=== Provided data ===
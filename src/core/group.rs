//! The group stage.
//!
//! Collects every pair emitted by the map stage into one sequence of counts
//! per word.

use super::ordered::WordMap;
use super::token::TokenCount;

/// Mapping from word to the counts contributed by each of its occurrences.
///
/// Keys iterate in first-occurrence order. Nothing depends on that order;
/// it only keeps output stable between runs.
#[derive(Clone, Debug, Default, PartialEq, Eq)]
pub struct GroupedCounts {
    groups: WordMap<Vec<u64>>,
}

impl GroupedCounts {
    /// Create an empty grouping.
    pub fn new() -> Self {
        Self::default()
    }

    /// Append `count` to the sequence for `word`, creating it on first sight.
    pub fn push(&mut self, word: String, count: u64) {
        self.groups.entry_or_insert_with(word, Vec::new).push(count);
    }

    /// Counts recorded for `word`, in emission order.
    pub fn get(&self, word: &str) -> Option<&[u64]> {
        self.groups.get(word).map(Vec::as_slice)
    }

    /// Number of distinct words.
    pub fn len(&self) -> usize {
        self.groups.len()
    }

    pub fn is_empty(&self) -> bool {
        self.groups.is_empty()
    }

    /// Number of counts stored across all words.
    pub fn total_pairs(&self) -> usize {
        self.groups.values().map(Vec::len).sum()
    }

    /// Iterate over `(word, counts)` in first-occurrence order.
    pub fn iter(&self) -> impl Iterator<Item = (&str, &[u64])> {
        self.groups.iter().map(|(word, counts)| (word, counts.as_slice()))
    }
}

/// Group pairs by word.
///
/// # Example
///
/// ```rust
/// use wordtally::core::{group_pairs, map_corpus};
///
/// let grouped = group_pairs(map_corpus(&["lorem ipsum lorem"]));
///
/// assert_eq!(grouped.get("lorem"), Some(&[1, 1][..]));
/// assert_eq!(grouped.get("ipsum"), Some(&[1][..]));
/// ```
pub fn group_pairs<I>(pairs: I) -> GroupedCounts
where
    I: IntoIterator<Item = TokenCount>,
{
    let mut grouped = GroupedCounts::new();
    for TokenCount { word, count } in pairs {
        grouped.push(word, count);
    }
    grouped
}
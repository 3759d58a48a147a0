//! Tokenization and the map stage.
//!
//! A document is lowercased and split on whitespace. Each token becomes a
//! `(word, 1)` pair. Punctuation is left attached to its token, so
//! `"amet,"` and `"amet"` are different words.
//!
//! Besides Unicode whitespace, the ASCII information separators
//! `U+001C..=U+001F` also split tokens.

use serde::{Deserialize, Serialize};

/// A single `(word, count)` pair emitted by the map stage.
///
/// Pairs are produced once per token occurrence with a count of 1 and are
/// never mutated afterwards.
///
/// # Example
///
/// ```rust
/// use wordtally::core::TokenCount;
///
/// let pair = TokenCount::new("lorem");
/// assert_eq!(pair.word, "lorem");
/// assert_eq!(pair.count, 1);
/// ```
#[derive(Clone, Debug, PartialEq, Eq, Hash, Serialize, Deserialize)]
pub struct TokenCount {
    /// The case-folded token
    pub word: String,
    /// Occurrences this pair stands for
    pub count: u64,
}

impl TokenCount {
    /// Create a pair for one occurrence of `word`.
    pub fn new(word: impl Into<String>) -> Self {
        Self {
            word: word.into(),
            count: 1,
        }
    }
}

/// Lazy iterator over the pairs of one document.
///
/// Created by [`tokenize`]. Calling `tokenize` again on the same document
/// yields the same sequence.
#[derive(Clone, Debug)]
pub struct Tokens<'a> {
    rest: &'a str,
}

fn is_separator(c: char) -> bool {
    c.is_whitespace() || ('\u{1c}'..='\u{1f}').contains(&c)
}

impl Iterator for Tokens<'_> {
    type Item = TokenCount;

    fn next(&mut self) -> Option<Self::Item> {
        let start = self.rest.trim_start_matches(is_separator);
        if start.is_empty() {
            self.rest = start;
            return None;
        }

        let end = start.find(is_separator).unwrap_or(start.len());
        let (word, rest) = start.split_at(end);
        self.rest = rest;
        Some(TokenCount::new(word.to_lowercase()))
    }

    fn size_hint(&self) -> (usize, Option<usize>) {
        (0, Some(self.rest.len()))
    }
}

/// Split a document into `(word, 1)` pairs.
///
/// Lowercasing never creates or removes whitespace, so each token is folded
/// on its own.
///
/// # Example
///
/// ```rust
/// use wordtally::core::tokenize;
///
/// let words: Vec<String> = tokenize("Lorem ipsum, LOREM")
///     .map(|pair| pair.word)
///     .collect();
///
/// assert_eq!(words, vec!["lorem", "ipsum,", "lorem"]);
/// ```
pub fn tokenize(document: &str) -> Tokens<'_> {
    Tokens { rest: document }
}

/// Apply [`tokenize`] to every document in order and concatenate the pairs.
///
/// # Example
///
/// ```rust
/// use wordtally::core::map_corpus;
///
/// let pairs = map_corpus(&["a b", "b"]);
/// assert_eq!(pairs.len(), 3);
/// assert_eq!(pairs[2].word, "b");
/// ```
pub fn map_corpus<S: AsRef<str>>(documents: &[S]) -> Vec<TokenCount> {
    documents
        .iter()
        .flat_map(|document| tokenize(document.as_ref()))
        .collect()
}
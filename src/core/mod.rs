//! Core pipeline stages.
//!
//! This module contains the pure stages of the word-count pipeline:
//! - Tokenization and the map stage
//! - Grouping pairs by word
//! - Reducing grouped counts to totals
//! - Filtering totals by a minimum count
//!
//! Nothing here performs I/O or fails. Input validation and file reading
//! live in [`crate::pipeline`].

mod filter;
mod group;
mod ordered;
mod reduce;
mod stage;
mod token;

pub use filter::{filter_totals, Threshold};
pub use group::{group_pairs, GroupedCounts};
pub use reduce::{reduce_counts, reduce_groups, WordTotals};
pub use stage::Stage;
pub use token::{map_corpus, tokenize, TokenCount, Tokens};
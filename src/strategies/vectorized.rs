//! unseq: single thread, lane-blocked kernels.
//!
//! The buffer is walked in fixed blocks of [`LANES`] so every block is a
//! straight-line body the compiler can keep in vector registers. The sum keeps
//! one accumulator per lane and folds them pairwise at the end, the same shape
//! as a SIMD horizontal reduction.

use crate::workload::sigmoid_of_sine;

/// f64 lanes per 512-bit register.
pub const LANES: usize = 8;

pub fn transform(values: &mut [f64]) {
    let mut blocks = values.chunks_exact_mut(LANES);
    for block in blocks.by_ref() {
        for v in block.iter_mut() {
            *v = sigmoid_of_sine(*v);
        }
    }
    for v in blocks.into_remainder() {
        *v = sigmoid_of_sine(*v);
    }
}

pub fn reduce(values: &[f64]) -> f64 {
    let mut acc = [0.0f64; LANES];
    let mut blocks = values.chunks_exact(LANES);
    for block in blocks.by_ref() {
        for (a, &v) in acc.iter_mut().zip(block) {
            *a += v;
        }
    }
    let tail: f64 = blocks.remainder().iter().sum();
    horizontal_sum(acc) + tail
}

pub fn transform_reduce(values: &mut [f64]) -> f64 {
    transform(values);
    reduce(values)
}

// pairwise fold: 8 -> 4 -> 2 -> 1
#[inline(always)]
fn horizontal_sum(mut acc: [f64; LANES]) -> f64 {
    let mut width = LANES / 2;
    while width > 0 {
        for i in 0..width {
            acc[i] += acc[i + width];
        }
        width /= 2;
    }
    acc[0]
}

=== Required work ===
Set down each entry from above once more, exactly as written.

=== Exercise result ===
filename src/core/group.rs
//! The group stage.
//!
//! Collects every pair emitted by the map stage into one sequence of counts
//! per word.

use super::ordered::WordMap;
use super::token::TokenCount;

/// Mapping from word to the counts contributed by each of its occurrences.
///
/// Keys iterate in first-occurrence order. Nothing depends on that order;
/// it only keeps output stable between runs.
#[derive(Clone, Debug, Default, PartialEq, Eq)]
pub struct GroupedCounts {
    groups: WordMap<Vec<u64>>,
}

impl GroupedCounts {
    /// Create an empty grouping.
    pub fn new() -> Self {
        Self::default()
    }

    /// Append `count` to the sequence for `word`, creating it on first sight.
    pub fn push(&mut self, word: String, count: u64) {
        self.groups.entry_or_insert_with(word, Vec::new).push(count);
    }

    /// Counts recorded for `word`, in emission order.
    pub fn get(&self, word: &str) -> Option<&[u64]> {
        self.groups.get(word).map(Vec::as_slice)
    }

    /// Number of distinct words.
    pub fn len(&self) -> usize {
        self.groups.len()
    }

    pub fn is_empty(&self) -> bool {
        self.groups.is_empty()
    }

    /// Number of counts stored across all words.
    pub fn total_pairs(&self) -> usize {
        self.groups.values().map(Vec::len).sum()
    }

    /// Iterate over `(word, counts)` in first-occurrence order.
    pub fn iter(&self) -> impl Iterator<Item = (&str, &[u64])> {
        self.groups.iter().map(|(word, counts)| (word, counts.as_slice()))
    }
}

/// Group pairs by word.
///
/// # Example
///
/// ```rust
/// use wordtally::core::{group_pairs, map_corpus};
///
/// let grouped = group_pairs(map_corpus(&["lorem ipsum lorem"]));
///
/// assert_eq!(grouped.get("lorem"), Some(&[1, 1][..]));
/// assert_eq!(grouped.get("ipsum"), Some(&[1][..]));
/// ```
pub fn group_pairs<I>(pairs: I) -> GroupedCounts
where
    I: IntoIterator<Item = TokenCount>,
{
    let mut grouped = GroupedCounts::new();
    for TokenCount { word, count } in pairs {
        grouped.push(word, count);
    }
    grouped
}
repository 3759d58a48a147a0
//! Tokenization and the map stage.
//!
//! A document is lowercased and split on whitespace. Each token becomes a
//! `(word, 1)` pair. Punctuation is left attached to its token, so
//! `"amet,"` and `"amet"` are different words.
//!
//! Besides Unicode whitespace, the ASCII information separators
//! `U+001C..=U+001F` also split tokens.

use serde::{Deserialize, Serialize};

/// A single `(word, count)` pair emitted by the map stage.
///
/// Pairs are produced once per token occurrence with a count of 1 and are
/// never mutated afterwards.
///
/// # Example
///
/// ```rust
/// use wordtally::core::TokenCount;
///
/// let pair = TokenCount::new("lorem");
/// assert_eq!(pair.word, "lorem");
/// assert_eq!(pair.count, 1);
/// ```
#[derive(Clone, Debug, PartialEq, Eq, Hash, Serialize, Deserialize)]
pub struct TokenCount {
    /// The case-folded token
    pub word: String,
    /// Occurrences this pair stands for
    pub count: u64,
}

impl TokenCount {
    /// Create a pair for one occurrence of `word`.
    pub fn new(word: impl Into<String>) -> Self {
        Self {
            word: word.into(),
            count: 1,
        }
    }
}

/// Lazy iterator over the pairs of one document.
///
/// Created by [`tokenize`]. Calling `tokenize` again on the same document
/// yields the same sequence.
#[derive(Clone, Debug)]
pub struct Tokens<'a> {
    rest: &'a str,
}

fn is_separator(c: char) -> bool {
    c.is_whitespace() || ('\u{1c}'..='\u{1f}').contains(&c)
}

impl Iterator for Tokens<'_> {
    type Item = TokenCount;

    fn next(&mut self) -> Option<Self::Item> {
        let start = self.rest.trim_start_matches(is_separator);
        if start.is_empty() {
            self.rest = start;
            return None;
        }

        let end = start.find(is_separator).unwrap_or(start.len());
        let (word, rest) = start.split_at(end);
        self.rest = rest;
        Some(TokenCount::new(word.to_lowercase()))
    }

    fn size_hint(&self) -> (usize, Option<usize>) {
        (0, Some(self.rest.len()))
    }
}

/// Split a document into `(word, 1)` pairs.
///
/// Lowercasing never creates or removes whitespace, so each token is folded
/// on its own.
///
/// # Example
///
/// ```rust
/// use wordtally::core::tokenize;
///
/// let words: Vec<String> = tokenize("Lorem ipsum, LOREM")
///     .map(|pair| pair.word)
///     .collect();
///
/// assert_eq!(words, vec!["lorem", "ipsum,", "lorem"]);
/// ```
pub fn tokenize(document: &str) -> Tokens<'_> {
    Tokens { rest: document }
}

/// Apply [`tokenize`] to every document in order and concatenate the pairs.
///
/// # Example
///
/// ```rust
/// use wordtally::core::map_corpus;
///
/// let pairs = map_corpus(&["a b", "b"]);
/// assert_eq!(pairs.len(), 3);
/// assert_eq!(pairs[2].word, "b");
/// ```
pub fn map_corpus<S: AsRef<str>>(documents: &[S]) -> Vec<TokenCount> {
    documents
        .iter()
        .flat_map(|document| tokenize(document.as_ref()))
        .collect()
}
filename src/core/mod.rs
//! Core pipeline stages.
//!
//! This module contains the pure stages of the word-count pipeline:
//! - Tokenization and the map stage
//! - Grouping pairs by word
//! - Reducing grouped counts to totals
//! - Filtering totals by a minimum count
//!
//! Nothing here performs I/O or fails. Input validation and file reading
//! live in [`crate::pipeline`].

mod filter;
mod group;
mod ordered;
mod reduce;
mod stage;
mod token;

pub use filter::{filter_totals, Threshold};
pub use group::{group_pairs, GroupedCounts};
pub use reduce::{reduce_counts, reduce_groups, WordTotals};
pub use stage::Stage;
pub use token::{map_corpus, tokenize, TokenCount, Tokens};
filename src/strategies/vectorized.rs
//! unseq: single thread, lane-blocked kernels.
//!
//! The buffer is walked in fixed blocks of [`LANES`] so every block is a
//! straight-line body the compiler can keep in vector registers. The sum keeps
//! one accumulator per lane and folds them pairwise at the end, the same shape
//! as a SIMD horizontal reduction.

use crate::workload::sigmoid_of_sine;

/// f64 lanes per 512-bit register.
pub const LANES: usize = 8;

pub fn transform(values: &mut [f64]) {
    let mut blocks = values.chunks_exact_mut(LANES);
    for block in blocks.by_ref() {
        for v in block.iter_mut() {
            *v = sigmoid_of_sine(*v);
        }
    }
    for v in blocks.into_remainder() {
        *v = sigmoid_of_sine(*v);
    }
}

pub fn reduce(values: &[f64]) -> f64 {
    let mut acc = [0.0f64; LANES];
    let mut blocks = values.chunks_exact(LANES);
    for block in blocks.by_ref() {
        for (a, &v) in acc.iter_mut().zip(block) {
            *a += v;
        }
    }
    let tail: f64 = blocks.remainder().iter().sum();
    horizontal_sum(acc) + tail
}

pub fn transform_reduce(values: &mut [f64]) -> f64 {
    transform(values);
    reduce(values)
}

// pairwise fold: 8 -> 4 -> 2 -> 1
#[inline(always)]
fn horizontal_sum(mut acc: [f64; LANES]) -> f64 {
    let mut width = LANES / 2;
    while width > 0 {
        for i in 0..width {
            acc[i] += acc[i + width];
        }
        width /= 2;
    }
    acc[0]
}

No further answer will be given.